Fast forward to today. We have audio DACs (largely used by engineering insophisticates or troglodytes). We also have industrial DACs which are faster, and far more accurate. Accurate you say? You bet. There are two specs that inexpensively designed audio DACs leave unspecified. DNL and INL. I don't want to turn this into a tech wiki, but those specs are less than 1LSB on both the AD5791. DACs unspecified thusly are prone to errors much higher than -110 db, possibly as high as -6db according to which code is problematical. This is why cheaply designed audio DACs are totally unsuited for weapons (missile can hit the orphanage instead of the real target) or medical imaging (Doc is going to think cancer is metastasized when it isn't or in the wrong place). Industrial DACs are just like 6DJ8s – you get faster conversions and far more accuracy. THERE IS NO INHERENT ADVANTAGE IN USING AN AUDIO DAC FOR AUDIO EXCEPT COST – PERIOD. Again, I am savaged by trogs and Luddies on using industrial DACs for all of the wrong reasons – see immediately below.
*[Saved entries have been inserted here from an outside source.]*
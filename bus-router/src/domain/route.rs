//! Route types.

use std::fmt;

use serde::Serialize;

use super::Stop;

/// Store-assigned identifier of a route.
#[derive(Debug, Clone, Copy, PartialEq, Eq, Hash, PartialOrd, Ord, Serialize)]
#[serde(transparent)]
pub struct RouteId(i64);

impl RouteId {
    /// Wrap a raw store id.
    pub fn new(id: i64) -> Self {
        RouteId(id)
    }

    /// Returns the raw store id.
    pub fn as_i64(&self) -> i64 {
        self.0
    }
}

impl fmt::Display for RouteId {
    fn fmt(&self, f: &mut fmt::Formatter<'_>) -> fmt::Result {
        write!(f, "{}", self.0)
    }
}

/// An ordered sequence of stops visited by a single bus line.
///
/// The index of a stop in `stops` is its sequence position; the store
/// returns stops already sorted by that position.
#[derive(Debug, Clone, PartialEq, Eq, Serialize)]
pub struct Route {
    pub id: RouteId,
    pub name: String,
    pub stops: Vec<Stop>,
}

impl Route {
    pub fn new(id: RouteId, name: impl Into<String>, stops: Vec<Stop>) -> Self {
        Self {
            id,
            name: name.into(),
            stops,
        }
    }
}

#[cfg(test)]
mod tests {
    use super::*;
    use crate::domain::StopId;

    #[test]
    fn route_preserves_stop_order() {
        let route = Route::new(
            RouteId::new(1),
            "Route 1",
            vec![
                Stop::new(StopId::new(1), "Downtown"),
                Stop::new(StopId::new(2), "Park"),
                Stop::new(StopId::new(3), "Mall"),
            ],
        );

        let names: Vec<&str> = route.stops.iter().map(|s| s.name.as_str()).collect();
        assert_eq!(names, ["Downtown", "Park", "Mall"]);
    }

    #[test]
    fn id_display() {
        assert_eq!(format!("{}", RouteId::new(2)), "2");
    }
}
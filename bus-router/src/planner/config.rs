//! Search configuration for the path enumerator.

/// Configuration parameters for path enumeration.
#[derive(Debug, Clone, Default)]
pub struct SearchConfig {
    /// Maximum number of frontier entries to expand, or `None` for an
    /// unbounded search.
    ///
    /// Cycle avoidance already bounds every traversal, so the cap is not
    /// needed for termination. It exists to cut short pathologically
    /// dense networks; with a cap set the enumeration may miss paths.
    pub max_expansions: Option<usize>,
}

impl SearchConfig {
    /// Configuration with no expansion cap.
    pub fn unbounded() -> Self {
        Self {
            max_expansions: None,
        }
    }

    /// Configuration capped at `max_expansions` frontier expansions.
    pub fn capped(max_expansions: usize) -> Self {
        Self {
            max_expansions: Some(max_expansions),
        }
    }
}

#[cfg(test)]
mod tests {
    use super::*;

    #[test]
    fn default_is_unbounded() {
        assert_eq!(SearchConfig::default().max_expansions, None);
    }

    #[test]
    fn capped_sets_limit() {
        assert_eq!(SearchConfig::capped(100).max_expansions, Some(100));
    }
}
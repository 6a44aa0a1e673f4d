//! Stop graph stores.
//!
//! Two implementations of the planner's [`StopGraph`](crate::planner::StopGraph)
//! contract: [`SqliteStore`] answers successor queries with live SQL
//! against a routes database, [`MemoryStore`] precomputes adjacency when
//! routes are added. The planner cannot tell them apart.

mod memory;
mod sqlite;

use std::path::PathBuf;

pub use memory::{sample_network, MemoryStore, MemoryStoreBuilder};
pub use sqlite::SqliteStore;

/// Error from the SQLite-backed store.
#[derive(Debug, thiserror::Error)]
pub enum StoreError {
    /// The database file could not be opened.
    #[error("failed to open database at {}: {source}", path.display())]
    Open {
        path: PathBuf,
        #[source]
        source: rusqlite::Error,
    },

    /// A statement or query failed.
    #[error("database error: {0}")]
    Database(#[from] rusqlite::Error),
}
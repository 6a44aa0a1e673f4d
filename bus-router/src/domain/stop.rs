//! Stop identity types.

use std::fmt;

use serde::Serialize;

/// Store-assigned identifier of a stop.
///
/// Ids are opaque to the planner: traversal compares ids for cycle
/// detection, display goes through names.
#[derive(Debug, Clone, Copy, PartialEq, Eq, Hash, PartialOrd, Ord, Serialize)]
#[serde(transparent)]
pub struct StopId(i64);

impl StopId {
    /// Wrap a raw store id.
    pub fn new(id: i64) -> Self {
        StopId(id)
    }

    /// Returns the raw store id.
    pub fn as_i64(&self) -> i64 {
        self.0
    }
}

impl fmt::Display for StopId {
    fn fmt(&self, f: &mut fmt::Formatter<'_>) -> fmt::Result {
        write!(f, "{}", self.0)
    }
}

/// A named stop as returned by store queries.
#[derive(Debug, Clone, PartialEq, Eq, Serialize)]
pub struct Stop {
    pub id: StopId,
    pub name: String,
}

impl Stop {
    pub fn new(id: StopId, name: impl Into<String>) -> Self {
        Self {
            id,
            name: name.into(),
        }
    }
}

#[cfg(test)]
mod tests {
    use super::*;

    #[test]
    fn id_accessor_roundtrip() {
        assert_eq!(StopId::new(7).as_i64(), 7);
    }

    #[test]
    fn id_display() {
        assert_eq!(format!("{}", StopId::new(42)), "42");
    }

    #[test]
    fn id_equality_and_ordering() {
        assert_eq!(StopId::new(1), StopId::new(1));
        assert_ne!(StopId::new(1), StopId::new(2));
        assert!(StopId::new(1) < StopId::new(2));
    }

    #[test]
    fn id_hash_consistent_with_eq() {
        use std::collections::HashSet;
        let mut set = HashSet::new();
        set.insert(StopId::new(3));
        assert!(set.contains(&StopId::new(3)));
        assert!(!set.contains(&StopId::new(4)));
    }

    #[test]
    fn stop_construction() {
        let stop = Stop::new(StopId::new(1), "Downtown");
        assert_eq!(stop.id, StopId::new(1));
        assert_eq!(stop.name, "Downtown");
    }
}
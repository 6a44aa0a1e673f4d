//! Command-line interface for the bus route path finder.

use std::path::PathBuf;

use clap::{Parser, Subcommand, ValueEnum};
use tracing_subscriber::EnvFilter;

use bus_router::domain::StopPath;
use bus_router::planner::{Planner, SearchConfig};
use bus_router::store::SqliteStore;

/// Bus route path finder
#[derive(Parser, Debug)]
#[command(name = "bus-router")]
#[command(author, version, about, long_about = None)]
struct Cli {
    /// Path to the routes database
    #[arg(long, global = true, default_value = "bus_routes.db")]
    db: PathBuf,

    /// Output format
    #[arg(long, global = true, value_enum, default_value = "human")]
    format: OutputFormat,

    #[command(subcommand)]
    command: Commands,
}

#[derive(ValueEnum, Clone, Copy, Debug, PartialEq, Eq)]
enum OutputFormat {
    Human,
    Json,
}

#[derive(Subcommand, Debug)]
enum Commands {
    /// Create the database and seed it with the sample network
    Init,

    /// Enumerate every cycle-free path between two stops
    Find {
        /// Name of the starting stop
        from: String,

        /// Name of the destination stop
        to: String,

        /// Abandon the search after this many frontier expansions
        #[arg(long)]
        max_expansions: Option<usize>,
    },

    /// List every stop
    Stops,

    /// List every route with its stops in visit order
    Routes,
}

fn main() -> anyhow::Result<()> {
    tracing_subscriber::fmt()
        .with_env_filter(EnvFilter::from_default_env())
        .with_writer(std::io::stderr)
        .init();

    let cli = Cli::parse();

    match &cli.command {
        Commands::Init => init(&cli),
        Commands::Find {
            from,
            to,
            max_expansions,
        } => find(&cli, from, to, *max_expansions),
        Commands::Stops => stops(&cli),
        Commands::Routes => routes(&cli),
    }
}

fn init(cli: &Cli) -> anyhow::Result<()> {
    let mut store = SqliteStore::open(&cli.db)?;
    store.seed_sample_network()?;

    match cli.format {
        OutputFormat::Human => {
            println!("Seeded sample network into {}", cli.db.display());
        }
        OutputFormat::Json => {
            println!("{}", serde_json::json!({ "db": cli.db, "seeded": true }));
        }
    }
    Ok(())
}

fn find(cli: &Cli, from: &str, to: &str, max_expansions: Option<usize>) -> anyhow::Result<()> {
    let store = SqliteStore::open(&cli.db)?;
    let config = SearchConfig { max_expansions };
    let planner = Planner::new(&store, &config);
    let result = planner.find_paths(from, to)?;

    match cli.format {
        OutputFormat::Human => {
            println!("Possible paths from {from} to {to}:");
            for path in &result.paths {
                println!("{path}");
            }
        }
        OutputFormat::Json => {
            let paths: Vec<&[String]> = result.paths.iter().map(StopPath::names).collect();
            println!(
                "{}",
                serde_json::json!({ "from": from, "to": to, "paths": paths })
            );
        }
    }
    Ok(())
}

fn stops(cli: &Cli) -> anyhow::Result<()> {
    let store = SqliteStore::open(&cli.db)?;
    let stops = store.stops()?;

    match cli.format {
        OutputFormat::Human => {
            for stop in &stops {
                println!("{}\t{}", stop.id, stop.name);
            }
        }
        OutputFormat::Json => println!("{}", serde_json::to_string(&stops)?),
    }
    Ok(())
}

fn routes(cli: &Cli) -> anyhow::Result<()> {
    let store = SqliteStore::open(&cli.db)?;
    let routes = store.routes()?;

    match cli.format {
        OutputFormat::Human => {
            for route in &routes {
                let names: Vec<&str> = route.stops.iter().map(|s| s.name.as_str()).collect();
                println!("{}: {}", route.name, names.join(" -> "));
            }
        }
        OutputFormat::Json => println!("{}", serde_json::to_string(&routes)?),
    }
    Ok(())
}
2. The alleged Yggy AD5791 glitch problem. A repro of Atomic Bob's Yggy -90db sine wave was presented characterizing the glitch as massive. A number of posters there become fully erect and piled on to the incorrect notion that the AD5791 has a glitching problem. It is unfortunate that those accusations are not only based in bullschiit, but the accusers are so lame they are not even aware they are wrong.
The glitch referred to on the AD5791 data sheet occurs once per conversion – that's once every 2.5 to 2.8 microseconds or so. The glitch displayed on the other forum occurs every 500 microseconds. It seems these geniuses have not enough fingers and toes to count. Either that or they really cannot read sophisticated DAC data sheets.
The glitch pointed out (and agreed to by me as glitch before my surgery) is DAC glitch proper to multibit DACs driven by 2s compliment math at zero crossings, already pointed out by one poster, but ignored by many on this thread in their haste to condemn the DAC. This glitch worsens with lowering decoded output on any mb DAC.
The rest of the world deals with this zero crossing phenomenon is by adding dither, which is random noise just above the level of the glitch. This can either be done on purpose digitally or accidentally with an overly noisy analog section.
It is ordinary to employ dither. For the record, there is no dither employed in the Yggy. Then again, the Yggy in not an ordinary DAC. As of yet, I am not convinced that dither is the best to do. That is why the zero crossing is so obvious. If this changes, it is a trivial software upgrade.
I'm done. Perhaps my accusers may study 2s compliment math, dither, and R2R zero crossing glitches, and sophisticated DACs in particular before they jump on me again.